World models are having a moment. Here are some of my personal thoughts đź§µ
1 / 5
The most compelling thing about WMs is counterfactual reasoning — the ability to mentally simulate different outcomes before ever interacting with the real world. That's where the real value lies.
2 / 5
There’s a commonly cited but somewhat misleading example: “A WM knows fire is dangerous, so the agent won’t touch it.” In reality, animals avoid fire because they’ve been burned before — reward shaped the actor. That’s instinct, not planning. A WM primarily models environment transitions ; it doesn’t necessarily produce reward. Crediting this to the WM conflates actor, dynamics model, and reward.
3 / 5
The reason the human brain is such a powerful WM is its ability to reason flexibly across language and vision. When playing chess, we mentally simulate different board positions after each move — images are the natural medium here. When planning our day, we list tasks, prioritize, and estimate time — that's entirely language-driven. Together, the two modalities cover the vast majority of reasoning scenarios.
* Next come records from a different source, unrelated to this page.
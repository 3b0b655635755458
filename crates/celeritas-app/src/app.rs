//! Application shell: drives the engine setup sequence and the redraw loop.
//!
//! The setup runs on `resumed` in a fixed order: window and GPU context,
//! scene manager, camera, viewport. Every step failure is fatal; there is
//! no partial recovery.

use celeritas_render::{EngineError, EngineRoot, SurfaceError};
use glam::Vec3;
use tracing::{debug, error, info, warn};
use winit::application::ApplicationHandler;
use winit::event::WindowEvent;
use winit::event_loop::ActiveEventLoop;
use winit::window::WindowId;

use crate::frame_loop::FrameLoop;

/// Name of the primary scene manager.
pub const MAIN_SCENE: &str = "primary";
/// Implementation the primary scene manager is created from.
pub const MAIN_SCENE_KIND: &str = "octree";
/// Name of the main camera.
pub const MAIN_CAMERA: &str = "main_camera";
/// Fixed initial look-at target of the main camera.
pub const CAMERA_LOOK_AT: Vec3 = Vec3::new(0.0, 0.0, -300.0);
/// Fixed near clip distance of the main camera.
pub const CAMERA_NEAR_CLIP: f32 = 5.0;
/// Fixed viewport background color (mid grey).
pub const VIEWPORT_BACKGROUND: wgpu::Color = wgpu::Color {
    r: 0.5,
    g: 0.5,
    b: 0.5,
    a: 1.0,
};

/// Application state owning the engine root and the frame loop.
pub struct App {
    root: EngineRoot,
    frame_loop: FrameLoop,
}

impl App {
    /// Wrap an engine root whose configuration has already been restored.
    pub fn new(root: EngineRoot) -> Self {
        Self {
            root,
            frame_loop: FrameLoop::new(),
        }
    }

    /// Run the engine setup sequence: window, scene manager, camera,
    /// viewport.
    fn setup(&mut self, event_loop: &ActiveEventLoop) -> Result<(), EngineError> {
        self.root.initialise(event_loop)?;
        let (width, height) = self
            .root
            .window()
            .map(|w| w.inner_size())
            .unwrap_or((1, 1));

        let scene = self.root.create_scene_manager(MAIN_SCENE_KIND, MAIN_SCENE)?;
        let camera = scene.create_camera(MAIN_CAMERA)?;
        camera.position = Vec3::ZERO;
        camera.look_at(CAMERA_LOOK_AT);
        camera.set_near_clip(CAMERA_NEAR_CLIP);
        camera.set_aspect_ratio(width as f32, height as f32);

        if let Some(window) = self.root.window_mut() {
            let viewport = window.add_viewport(MAIN_CAMERA);
            viewport.set_background_colour(VIEWPORT_BACKGROUND);
        }

        info!(
            "Engine ready: scene `{MAIN_SCENE}`, camera `{MAIN_CAMERA}`, viewport attached"
        );
        Ok(())
    }
}

impl ApplicationHandler for App {
    fn resumed(&mut self, event_loop: &ActiveEventLoop) {
        if self.root.is_initialised() {
            return;
        }
        if let Err(e) = self.setup(event_loop) {
            error!("Engine initialisation failed: {e}");
            event_loop.exit();
        }
    }

    fn window_event(
        &mut self,
        event_loop: &ActiveEventLoop,
        _window_id: WindowId,
        event: WindowEvent,
    ) {
        match event {
            WindowEvent::CloseRequested => {
                info!("Close requested, shutting down");
                event_loop.exit();
            }
            WindowEvent::Resized(new_size) => {
                self.root.resize(new_size.width, new_size.height);
            }
            WindowEvent::RedrawRequested => {
                // There is no simulation to step; the loop paces redraw and
                // keeps the frame counters.
                self.frame_loop.tick(|_dt| {});
                if self.frame_loop.frame_count().is_multiple_of(600) {
                    debug!(
                        "Frame {} ({} fixed updates)",
                        self.frame_loop.frame_count(),
                        self.frame_loop.update_count()
                    );
                }

                match self.root.render_one_frame() {
                    Ok(()) => {}
                    Err(SurfaceError::Lost) => {
                        let size = self.root.window().map(|w| w.inner_size());
                        if let Some((width, height)) = size {
                            self.root.resize(width, height);
                        }
                    }
                    Err(SurfaceError::OutOfMemory) => {
                        error!("GPU out of memory");
                        event_loop.exit();
                    }
                    Err(SurfaceError::Timeout) => {
                        warn!("Surface timeout, skipping frame");
                    }
                }

                if let Some(window) = self.root.window() {
                    window.request_redraw();
                }
            }
            _ => {}
        }
    }
}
In this sense, LLMs are already a form of WM — CoT is essentially implicit planning in language space.
4 / 5
But a more powerful WM requires efficient visual representations. The problem today is that visual tokens are designed for pixel reconstruction, not decision-making. Generating a chessboard takes thousands of tokens, and models still make obvious errors like disappearing or duplicated pieces — yet encoding the decision-relevant information in that same image might only take a few dozen language tokens.
5 / 5
Putting it all together: the highest-priority goal for WMs right now is to find a compact visual representation, and then give models the ability to reason flexibly across modalities. Only when both are achieved will truly powerful WMs become possible.